За кустами, в яме под вывороченными корнями, было двое. Саша узнал обоих сразу: они держались при Игоре с первого дня, повторяли за ним, ходили с его словами по толпе — «давайте, как решили». Один был тот самый, жилистый, что ладил колья и говорил «сухую бери, не сырую». Второй помоложе, круглолицый, и щёки у него теперь обвисли.
Они сидели по обе стороны от лежащего и не встали, когда подошли.
— Живой, — сказал жилистый. — Второй день живой.
Игорь лежал на боку, подтянув колени. Форменная куртка на нём была расстёгнута, кобура на месте, клапан не застёгнут — как он её носил всегда. Он дышал часто и мелко и при каждом выдохе издавал звук, который Саша сначала принял за слово, а потом понял, что это не слово: тонкое, ровное, на одной ноте, как скулят.
Лицо у него было в бурых дорожках.
Из ушей — по обеим сторонам, засохшее в волосах. Из ноздрей — двумя полосами к подбородку. И от глаз, из внутренних углов, вниз по щекам, так что казалось, будто он плакал долго и давно.
Такие же дорожки были у волейболиста в лесу, в первое утро. И у тех, кто не проснулся на поляне.
Те не вставали. Этот второй день лежал живой.
— Что с ним? — спросила Мария.
— А мы знаем? — Жилистый смотрел не на неё, на Игоря. — Он в ту ночь… — Он остановился, поискал слово и не нашёл. — Он такое делал, чего не бывает. А потом сел и больше не встал.
Круглолицый молчал и держал Игоря за плечо, придавливая, — так придавливают, когда человек мечется, а он не метался.
Игорь открыл глаза.
Белки́ у него залило красным до самой радужки. Он посмотрел мимо Саши, куда-то за плечо, и заговорил.
— Гра… граждане. — Голос вышел из него сухой, служебный, и Саша узнал его сразу, этот голос: с повале́нного ствола, в первое утро. — Прошу вни… прошу внимания.
Он попытался приподняться на локте, не смог, и рука его пошла вниз, к поясу, — знакомо, коротко, отработанно, — вошла в кобуру и вытащила пистолет.
Никто не двинулся.
Игорь не поднял его ни на кого.

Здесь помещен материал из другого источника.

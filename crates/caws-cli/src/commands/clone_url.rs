use caws_client::ControlPlane;
use caws_core::{OrganizationRef, ProjectRef, Repository};
use serde::Serialize;

use crate::cli::GlobalFlags;
use crate::cli::root_commands::CloneUrlArgs;
use crate::context::AppContext;
use crate::output::output;

#[derive(Serialize)]
struct CloneUrlResponse {
    url: String,
}

pub async fn handle(args: &CloneUrlArgs, ctx: &AppContext, flags: &GlobalFlags) -> anyhow::Result<()> {
    ctx.require_connected()?;
    let git_hostname = &ctx.config.endpoint.git_hostname;
    if git_hostname.is_empty() {
        anyhow::bail!("clone-url: CAWS_ENDPOINT__GIT_HOSTNAME is not configured");
    }
    let (Some(user), Some(token)) = (ctx.client.user(), ctx.client.token()) else {
        anyhow::bail!("not logged in: run `caws login`");
    };

    let repository = Repository {
        name: args.repository.clone(),
        org: OrganizationRef {
            name: args.org.clone(),
        },
        project: ProjectRef {
            name: args.project.clone(),
        },
        description: None,
    };

    output(
        &CloneUrlResponse {
            url: repository.clone_url(git_hostname, &user, &token),
        },
        flags.format,
    )
}
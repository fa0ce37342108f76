//! # caws-core
//!
//! Core types, identifier resolution, and error types for caws.
//!
//! This crate provides the foundational types shared across all caws crates:
//! - Workspace identity and the control-plane workspace descriptor
//! - Repository records and their association key
//! - Persisted per-workspace connection state (memento)
//! - ARN parsing into a workspace id
//! - Host context (organization/project supplied by the surrounding host)
//! - Cross-cutting error types

pub mod errors;
pub mod host;
pub mod identifier;
pub mod repository;
pub mod workspace;

pub use errors::CoreError;
pub use host::HostContext;
pub use identifier::{parse_workspace_id, resolve};
pub use repository::{OrganizationRef, ProjectRef, Repository, association_key};
pub use workspace::{
    CreateWorkspaceRequest, DEFAULT_IDE_RUNTIME, DevelopmentWorkspace, DevelopmentWorkspaceMemento, Ide, WorkspaceIdentity, WorkspaceRepository,
    WorkspaceStatus,
};
use std::fs;
use std::path::{Path, PathBuf};

use crate::error::AuthError;

const DEFAULT_KEYRING_SERVICE: &str = "caws-cli";
const SECRET_ENV_VAR: &str = "CAWS_SESSION_SECRET";
const CREDENTIALS_DIR_NAME: &str = "credentials";

/// Returns the keyring service name.
///
/// Defaults to `"caws-cli"`. Override via `CAWS_KEYRING_SERVICE` for testing to
/// avoid touching real credentials.
fn keyring_service() -> String {
    std::env::var("CAWS_KEYRING_SERVICE").unwrap_or_else(|_| DEFAULT_KEYRING_SERVICE.to_string())
}

/// Per-account session secrets: OS keychain first, files under the storage root
/// as fallback.
#[derive(Debug, Clone)]
pub struct SecretStore {
    root: PathBuf,
    use_keyring: bool,
}

impl SecretStore {
    /// Keychain-backed where the platform has a native store (macOS, Windows);
    /// elsewhere `keyring` only has an in-memory mock, so files are used.
    #[must_use]
    pub fn new(root: impl Into<PathBuf>) -> Self {
        Self {
            root: root.into(),
            use_keyring: cfg!(any(target_os = "macos", target_os = "windows")),
        }
    }

    /// A store that never touches the OS keychain (headless hosts, tests).
    #[must_use]
    pub fn file_only(root: impl Into<PathBuf>) -> Self {
        Self {
            root: root.into(),
            use_keyring: false,
        }
    }

    /// Store a secret in the OS keychain. Falls back to file if keyring unavailable.
    ///
    /// # Errors
    ///
    /// Returns `AuthError::SecretStoreError` if both keyring and file storage fail.
    pub fn store(&self, account_id: &str, secret: &str) -> Result<(), AuthError> {
        if !self.use_keyring {
            return self.store_file(account_id, secret);
        }
        match keyring::Entry::new(&keyring_service(), account_id) {
            Ok(entry) => match entry.set_password(secret) {
                Ok(()) => Ok(()),
                Err(error) => {
                    tracing::warn!(%error, "keyring store failed; falling back to file");
                    self.store_file(account_id, secret)
                }
            },
            Err(error) => {
                tracing::warn!(%error, "keyring unavailable; falling back to file");
                self.store_file(account_id, secret)
            }
        }
    }

    /// Load a secret. Priority: keyring → `CAWS_SESSION_SECRET` env → file.
    #[must_use]
    pub fn load(&self, account_id: &str) -> Option<String> {
        if self.use_keyring
            && let Ok(entry) = keyring::Entry::new(&keyring_service(), account_id)
            && let Ok(secret) = entry.get_password()
            && !secret.is_empty()
        {
            return Some(secret);
        }

        if let Ok(secret) = std::env::var(SECRET_ENV_VAR)
            && !secret.is_empty()
        {
            return Some(secret);
        }

        self.load_file(account_id)
    }

    /// Delete a stored secret from keyring and file.
    ///
    /// # Errors
    ///
    /// Returns `AuthError::SecretStoreError` if the credentials file cannot be removed.
    pub fn delete(&self, account_id: &str) -> Result<(), AuthError> {
        if self.use_keyring
            && let Ok(entry) = keyring::Entry::new(&keyring_service(), account_id)
        {
            let _ = entry.delete_credential();
        }

        let path = self.credentials_path(account_id)?;
        if path.exists() {
            fs::remove_file(&path).map_err(|e| {
                AuthError::SecretStoreError(format!("failed to delete {}: {e}", path.display()))
            })?;
        }
        Ok(())
    }

    // --- Private file helpers ---

    /// Account ids come from the server, so they are percent-encoded (dots
    /// included) into a single file name that cannot leave the directory.
    fn credentials_path(&self, account_id: &str) -> Result<PathBuf, AuthError> {
        if account_id.is_empty() {
            return Err(AuthError::SecretStoreError("empty account id".into()));
        }
        let file_name = urlencoding::encode(account_id).replace('.', "%2E");
        Ok(self.root.join(CREDENTIALS_DIR_NAME).join(file_name))
    }

    fn store_file(&self, account_id: &str, secret: &str) -> Result<(), AuthError> {
        let path = self.credentials_path(account_id)?;
        if let Some(parent) = path.parent() {
            fs::create_dir_all(parent).map_err(|e| {
                AuthError::SecretStoreError(format!("mkdir {}: {e}", parent.display()))
            })?;
            restrict(parent, 0o700);
        }
        fs::write(&path, secret)
            .map_err(|e| AuthError::SecretStoreError(format!("write {}: {e}", path.display())))?;
        restrict(&path, 0o600);
        Ok(())
    }

    fn load_file(&self, account_id: &str) -> Option<String> {
        fs::read_to_string(self.credentials_path(account_id).ok()?)
            .ok()
            .filter(|s| !s.trim().is_empty())
    }
}

#[cfg(unix)]
fn restrict(path: &Path, mode: u32) {
    use std::os::unix::fs::PermissionsExt;
    if let Err(e) = fs::set_permissions(path, fs::Permissions::from_mode(mode)) {
        tracing::warn!("failed to chmod {mode:o} {}: {e}", path.display());
    }
}

#[cfg(not(unix))]
fn restrict(_path: &Path, _mode: u32) {}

Он поднял его вверх — как поднимал тогда, над головой, чтобы услышали, — и рука пошла в сторону, и ствол закачался, и он нажал.
Щёлкнуло.
Он нажал ещё. Щёлкнуло опять — сухо, мелко, и в сухом лесу этот звук не разнёсся никуда, умер на месте.
Пальцы разжались. Пистолет упал ему на грудь, соскользнул на землю, и Игорь опустил руку и снова стал скулить на одной ноте.
Владимир подошёл и посмотрел на него сверху.
Он не спросил, что случилось. Саша ждал этого вопроса — любой бы спросил, — и вопроса не было. Владимир смотрел на дорожки из ушей, из глаз, из ноздрей, и лицо у него было такое, как у человека, который читает знакомый документ и ищет в нём только номер.
Он глянул на Матвея.
Матвей не глянул в ответ. Он отвернулся ещё раньше, чем Владимир поднял голову, и стоял к яме спиной, и прутик у него в пальцах ходил туда-сюда.
— Уходим, — сказал Владимир.
— Куда его нести? — спросил Олег.
— Никуда.
Денис вышел вперёд.
Он вышел молча, обошёл Марию и присел у Игоря на корточки — тот самый Денис, который третьи сутки не говорил и смотрел в землю, — и взялся за куртку у ворота, будто собирался поднимать сам.
— Не трогай, — сказал Владимир.
Денис не отпустил.
Саша смотрел на его руки, вцепившиеся в чужую куртку. В прошлый раз он держал эти руки, вжимал их спиной в ствол и не отпускал, пока тот бился.
— Денис, — сказал он. — Пойдём.
Денис поднял на него глаза.
Саша выдержал. Это он умел — выдерживать взгляд, когда решение принято и обсуждать нечего; он делал это годами, в кабинетах, людям, у которых забирал то, что нельзя было не забрать.
Денис разжал пальцы и встал.
Жилистый поднял голову.
— Мы останемся, — сказал он.
Это был не вопрос и не просьба. Он даже не посмотрел на Владимира, когда говорил, — сказал в сторону, как говорят о погоде.
— Дело ваше, — сказал Владимир.
Круглолицый как держал Игоря за плечо, так и держал.